_PROVIDED ENTRIES_:
════════════════════

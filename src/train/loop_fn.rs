use std::time::Instant;

use log::{info, warn};
use rand::seq::SliceRandom;
use rand::Rng;

use crate::error::Result;
use crate::network::model::Model;
use crate::network::task::Task;
use crate::optim::sgd::Sgd;
use crate::train::epoch_stats::EpochStats;
use crate::train::train_config::TrainConfig;
use crate::train::trainer::{check_samples, run_pass};

// ---------------------------------------------------------------------------
// Public entry point
// ---------------------------------------------------------------------------

/// Trains `model` online for `config.epochs` epochs and returns the mean
/// training loss of the **last completed epoch**.
///
/// # Arguments
/// - `model`     — modified in place, one `train` call per sample visit
/// - `inputs`    — samples, each of length `model.input_size()`
/// - `targets`   — scalar targets (class indices for classifiers)
/// - `optimizer` — carries the learning-rate schedule; the step counter starts
///                 at 0 and runs across epochs
/// - `config`    — epoch count, shuffling, optional progress channel
/// - `rng`       — source for the per-epoch shuffle
///
/// # Early termination
/// The loop stops early if the `progress_tx` receiver has been dropped.
pub fn train_loop<R: Rng + ?Sized>(
    model: &mut Model,
    inputs: &[Vec<f64>],
    targets: &[f64],
    optimizer: &Sgd,
    config: &TrainConfig,
    rng: &mut R,
) -> Result<f64> {
    check_samples(inputs, targets)?;

    let mut order: Vec<usize> = (0..inputs.len()).collect();
    let mut step = 0;
    let mut last_train_loss = 0.0;

    for epoch in 1..=config.epochs {
        let t_start = Instant::now();

        if config.shuffle {
            order.shuffle(rng);
        }

        let (train_loss, learning_rate) = run_pass(model, inputs, targets, &order, optimizer, &mut step)?;
        last_train_loss = train_loss;
        let elapsed_ms = t_start.elapsed().as_millis() as u64;

        let train_accuracy = match model.task() {
            Task::Classifier { .. } => Some(compute_accuracy(model, inputs, targets)?),
            Task::Regression => None,
        };

        if !train_loss.is_finite() {
            warn!("epoch {epoch}: training loss is {train_loss}");
        }
        info!(
            "epoch {epoch}/{}: loss = {train_loss:.6}, lr = {learning_rate}, accuracy = {train_accuracy:?}, {elapsed_ms} ms",
            config.epochs
        );

        let stats = EpochStats {
            epoch,
            total_epochs: config.epochs,
            train_loss,
            train_accuracy,
            learning_rate,
            elapsed_ms,
        };

        if let Some(ref tx) = config.progress_tx {
            // If the receiver has been dropped, stop training.
            if tx.send(stats).is_err() {
                break;
            }
        }
    }

    Ok(last_train_loss)
}

// ---------------------------------------------------------------------------
// Private helpers
// ---------------------------------------------------------------------------

/// Fraction of samples whose predicted class equals the rounded target.
fn compute_accuracy(model: &mut Model, inputs: &[Vec<f64>], targets: &[f64]) -> Result<f64> {
    let n = inputs.len();
    if n == 0 {
        return Ok(0.0);
    }
    let mut correct = 0;
    for (input, target) in inputs.iter().zip(targets) {
        if model.predict(input)? == target.round() {
            correct += 1;
        }
    }
    Ok(correct as f64 / n as f64)
}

════════════════════

_TASK_:
Set down, word for word, each line from the top of the records above through the line with "order.shuffle(rng);".

_TASK OUTPUT_:
filename src/train/loop_fn.rs
use std::time::Instant;

use log::{info, warn};
use rand::seq::SliceRandom;
use rand::Rng;

use crate::error::Result;
use crate::network::model::Model;
use crate::network::task::Task;
use crate::optim::sgd::Sgd;
use crate::train::epoch_stats::EpochStats;
use crate::train::train_config::TrainConfig;
use crate::train::trainer::{check_samples, run_pass};

// ---------------------------------------------------------------------------
// Public entry point
// ---------------------------------------------------------------------------

/// Trains `model` online for `config.epochs` epochs and returns the mean
/// training loss of the **last completed epoch**.
///
/// # Arguments
/// - `model`     — modified in place, one `train` call per sample visit
/// - `inputs`    — samples, each of length `model.input_size()`
/// - `targets`   — scalar targets (class indices for classifiers)
/// - `optimizer` — carries the learning-rate schedule; the step counter starts
///                 at 0 and runs across epochs
/// - `config`    — epoch count, shuffling, optional progress channel
/// - `rng`       — source for the per-epoch shuffle
///
/// # Early termination
/// The loop stops early if the `progress_tx` receiver has been dropped.
pub fn train_loop<R: Rng + ?Sized>(
    model: &mut Model,
    inputs: &[Vec<f64>],
    targets: &[f64],
    optimizer: &Sgd,
    config: &TrainConfig,
    rng: &mut R,
) -> Result<f64> {
    check_samples(inputs, targets)?;

    let mut order: Vec<usize> = (0..inputs.len()).collect();
    let mut step = 0;
    let mut last_train_loss = 0.0;

    for epoch in 1..=config.epochs {
        let t_start = Instant::now();

        if config.shuffle {
            order.shuffle(rng);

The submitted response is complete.